//! Provider-side entities and the repository interfaces the resolver talks to.
//!
//! Repositories are bound to one API token (and, for rrsets, one zone) and are cheap to
//! construct; the resolver builds fresh ones for every challenge.

use crate::config::StackitConfig;
use async_trait::async_trait;
use serde::{
    Deserialize,
    Serialize,
};

pub mod stackit;

#[derive(thiserror::Error, Debug)]
pub enum RepositoryError {
    #[error("no zone found for domain {domain}")]
    ZoneNotFound { domain: String },

    #[error("rrset {name} not found")]
    RRSetNotFound { name: String },

    #[error("stackit api error: status={status}, body={body}")]
    Api { status: u16, body: String },

    #[error("stackit api request failed: {0}")]
    Http(#[from] reqwest::Error),
}

impl RepositoryError {
    pub fn is_rrset_not_found(&self) -> bool {
        matches!(self, RepositoryError::RRSetNotFound { .. })
    }
}

/// Everything needed to talk to the DNS API on behalf of one project.
#[derive(Clone, PartialEq)]
pub struct RepositoryConfig {
    pub api_base_path: String,
    pub project_id: String,
    pub auth_token: String,
}

impl RepositoryConfig {
    pub fn new(config: &StackitConfig, auth_token: String) -> Self {
        Self {
            api_base_path: config.api_base_path.trim_end_matches('/').to_string(),
            project_id: config.project_id.clone(),
            auth_token,
        }
    }
}

impl std::fmt::Debug for RepositoryConfig {
    fn fmt(&self, f: &mut std::fmt::Formatter<'_>) -> std::fmt::Result {
        f.debug_struct("RepositoryConfig")
            .field("api_base_path", &self.api_base_path)
            .field("project_id", &self.project_id)
            .field("auth_token", &"<redacted>")
            .finish()
    }
}

#[derive(Debug, Clone, PartialEq, Eq, Serialize, Deserialize)]
pub struct Zone {
    pub id: String,
    /// Zone apex without trailing dot, e.g. `example.com`
    pub dns_name: String,
}

#[allow(clippy::upper_case_acronyms)]
#[derive(Default, Debug, Serialize, Deserialize, Clone, Copy, PartialEq, Eq)]
pub enum RecordType {
    #[default]
    TXT,
}

impl RecordType {
    pub fn as_str(&self) -> &'static str {
        match self {
            RecordType::TXT => "TXT",
        }
    }
}

impl std::fmt::Display for RecordType {
    fn fmt(&self, f: &mut std::fmt::Formatter<'_>) -> std::fmt::Result {
        f.write_str(self.as_str())
    }
}

/// An existing record set.
#[derive(Debug, Clone, PartialEq, Eq)]
pub struct RRSet {
    pub id: String,
    pub name: String,
    pub record_type: RecordType,
    pub ttl: i64,
    pub records: Vec<String>,
}

/// A record set to be created.
#[derive(Debug, Clone, PartialEq, Eq)]
pub struct NewRRSet {
    pub name: String,
    pub record_type: RecordType,
    pub ttl: i64,
    pub records: Vec<String>,
}

#[async_trait]
pub trait ZoneRepository: Send + Sync {
    /// The zone owning `domain`, i.e. the registered zone with the longest matching suffix.
    async fn fetch_zone(&self, domain: &str) -> Result<Zone, RepositoryError>;
}

#[async_trait]
pub trait RRSetRepository: Send + Sync {
    /// Fails with [`RepositoryError::RRSetNotFound`] if the zone has no such record set.
    async fn fetch_rrset_for_zone(&self, name: &str, record_type: RecordType) -> Result<RRSet, RepositoryError>;

    async fn create_rrset(&self, rrset: NewRRSet) -> Result<(), RepositoryError>;

    /// Replaces records and ttl of the record set identified by `rrset.id`.
    async fn update_rrset(&self, rrset: RRSet) -> Result<(), RepositoryError>;

    async fn delete_rrset(&self, id: &str) -> Result<(), RepositoryError>;
}

pub trait ZoneRepositoryFactory: Send + Sync {
    fn new_zone_repository(&self, config: &RepositoryConfig) -> Box<dyn ZoneRepository>;
}

pub trait RRSetRepositoryFactory: Send + Sync {
    fn new_rrset_repository(&self, config: &RepositoryConfig, zone: &Zone) -> Box<dyn RRSetRepository>;
}

fn normalize_dns_name(name: &str) -> String {
    name.trim_end_matches('.').to_ascii_lowercase()
}

fn is_within_zone(domain: &str, zone: &str) -> bool {
    domain == zone
        || domain
            .strip_suffix(zone)
            .is_some_and(|prefix| prefix.ends_with('.'))
}

/// Picks the zone whose apex is the longest suffix of `domain` on a label boundary.
pub fn select_zone(zones: impl IntoIterator<Item = Zone>, domain: &str) -> Option<Zone> {
    let domain = normalize_dns_name(domain);
    zones
        .into_iter()
        .filter(|zone| {
            let apex = normalize_dns_name(&zone.dns_name);
            !apex.is_empty() && is_within_zone(&domain, &apex)
        })
        .max_by_key(|zone| normalize_dns_name(&zone.dns_name).len())
}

§ **Work instruction**
The full data, transcribed without change, is the expected answer.

§ **Your response**
//! Provider-side entities and the repository interfaces the resolver talks to.
//!
//! Repositories are bound to one API token (and, for rrsets, one zone) and are cheap to
//! construct; the resolver builds fresh ones for every challenge.

use crate::config::StackitConfig;
use async_trait::async_trait;
use serde::{
    Deserialize,
    Serialize,
};

pub mod stackit;

#[derive(thiserror::Error, Debug)]
pub enum RepositoryError {
    #[error("no zone found for domain {domain}")]
    ZoneNotFound { domain: String },

    #[error("rrset {name} not found")]
    RRSetNotFound { name: String },

    #[error("stackit api error: status={status}, body={body}")]
    Api { status: u16, body: String },

    #[error("stackit api request failed: {0}")]
    Http(#[from] reqwest::Error),
}

impl RepositoryError {
    pub fn is_rrset_not_found(&self) -> bool {
        matches!(self, RepositoryError::RRSetNotFound { .. })
    }
}

/// Everything needed to talk to the DNS API on behalf of one project.
#[derive(Clone, PartialEq)]
pub struct RepositoryConfig {
    pub api_base_path: String,
    pub project_id: String,
    pub auth_token: String,
}

impl RepositoryConfig {
    pub fn new(config: &StackitConfig, auth_token: String) -> Self {
        Self {
            api_base_path: config.api_base_path.trim_end_matches('/').to_string(),
            project_id: config.project_id.clone(),
            auth_token,
        }
    }
}

impl std::fmt::Debug for RepositoryConfig {
    fn fmt(&self, f: &mut std::fmt::Formatter<'_>) -> std::fmt::Result {
        f.debug_struct("RepositoryConfig")
            .field("api_base_path", &self.api_base_path)
            .field("project_id", &self.project_id)
            .field("auth_token", &"<redacted>")
            .finish()
    }
}

#[derive(Debug, Clone, PartialEq, Eq, Serialize, Deserialize)]
pub struct Zone {
    pub id: String,
    /// Zone apex without trailing dot, e.g. `example.com`
    pub dns_name: String,
}

#[allow(clippy::upper_case_acronyms)]
#[derive(Default, Debug, Serialize, Deserialize, Clone, Copy, PartialEq, Eq)]
pub enum RecordType {
    #[default]
    TXT,
}

impl RecordType {
    pub fn as_str(&self) -> &'static str {
        match self {
            RecordType::TXT => "TXT",
        }
    }
}

impl std::fmt::Display for RecordType {
    fn fmt(&self, f: &mut std::fmt::Formatter<'_>) -> std::fmt::Result {
        f.write_str(self.as_str())
    }
}

/// An existing record set.
#[derive(Debug, Clone, PartialEq, Eq)]
pub struct RRSet {
    pub id: String,
    pub name: String,
    pub record_type: RecordType,
    pub ttl: i64,
    pub records: Vec<String>,
}

/// A record set to be created.
#[derive(Debug, Clone, PartialEq, Eq)]
pub struct NewRRSet {
    pub name: String,
    pub record_type: RecordType,
    pub ttl: i64,
    pub records: Vec<String>,
}

#[async_trait]
pub trait ZoneRepository: Send + Sync {
    /// The zone owning `domain`, i.e. the registered zone with the longest matching suffix.
    async fn fetch_zone(&self, domain: &str) -> Result<Zone, RepositoryError>;
}

#[async_trait]
pub trait RRSetRepository: Send + Sync {
    /// Fails with [`RepositoryError::RRSetNotFound`] if the zone has no such record set.
    async fn fetch_rrset_for_zone(&self, name: &str, record_type: RecordType) -> Result<RRSet, RepositoryError>;

    async fn create_rrset(&self, rrset: NewRRSet) -> Result<(), RepositoryError>;

    /// Replaces records and ttl of the record set identified by `rrset.id`.
    async fn update_rrset(&self, rrset: RRSet) -> Result<(), RepositoryError>;

    async fn delete_rrset(&self, id: &str) -> Result<(), RepositoryError>;
}

pub trait ZoneRepositoryFactory: Send + Sync {
    fn new_zone_repository(&self, config: &RepositoryConfig) -> Box<dyn ZoneRepository>;
}

pub trait RRSetRepositoryFactory: Send + Sync {
    fn new_rrset_repository(&self, config: &RepositoryConfig, zone: &Zone) -> Box<dyn RRSetRepository>;
}

fn normalize_dns_name(name: &str) -> String {
    name.trim_end_matches('.').to_ascii_lowercase()
}

fn is_within_zone(domain: &str, zone: &str) -> bool {
    domain == zone
        || domain
            .strip_suffix(zone)
            .is_some_and(|prefix| prefix.ends_with('.'))
}

/// Picks the zone whose apex is the longest suffix of `domain` on a label boundary.
pub fn select_zone(zones: impl IntoIterator<Item = Zone>, domain: &str) -> Option<Zone> {
    let domain = normalize_dns_name(domain);
    zones
        .into_iter()
        .filter(|zone| {
            let apex = normalize_dns_name(&zone.dns_name);
            !apex.is_empty() && is_within_zone(&domain, &apex)
        })
        .max_by_key(|zone| normalize_dns_name(&zone.dns_name).len())
}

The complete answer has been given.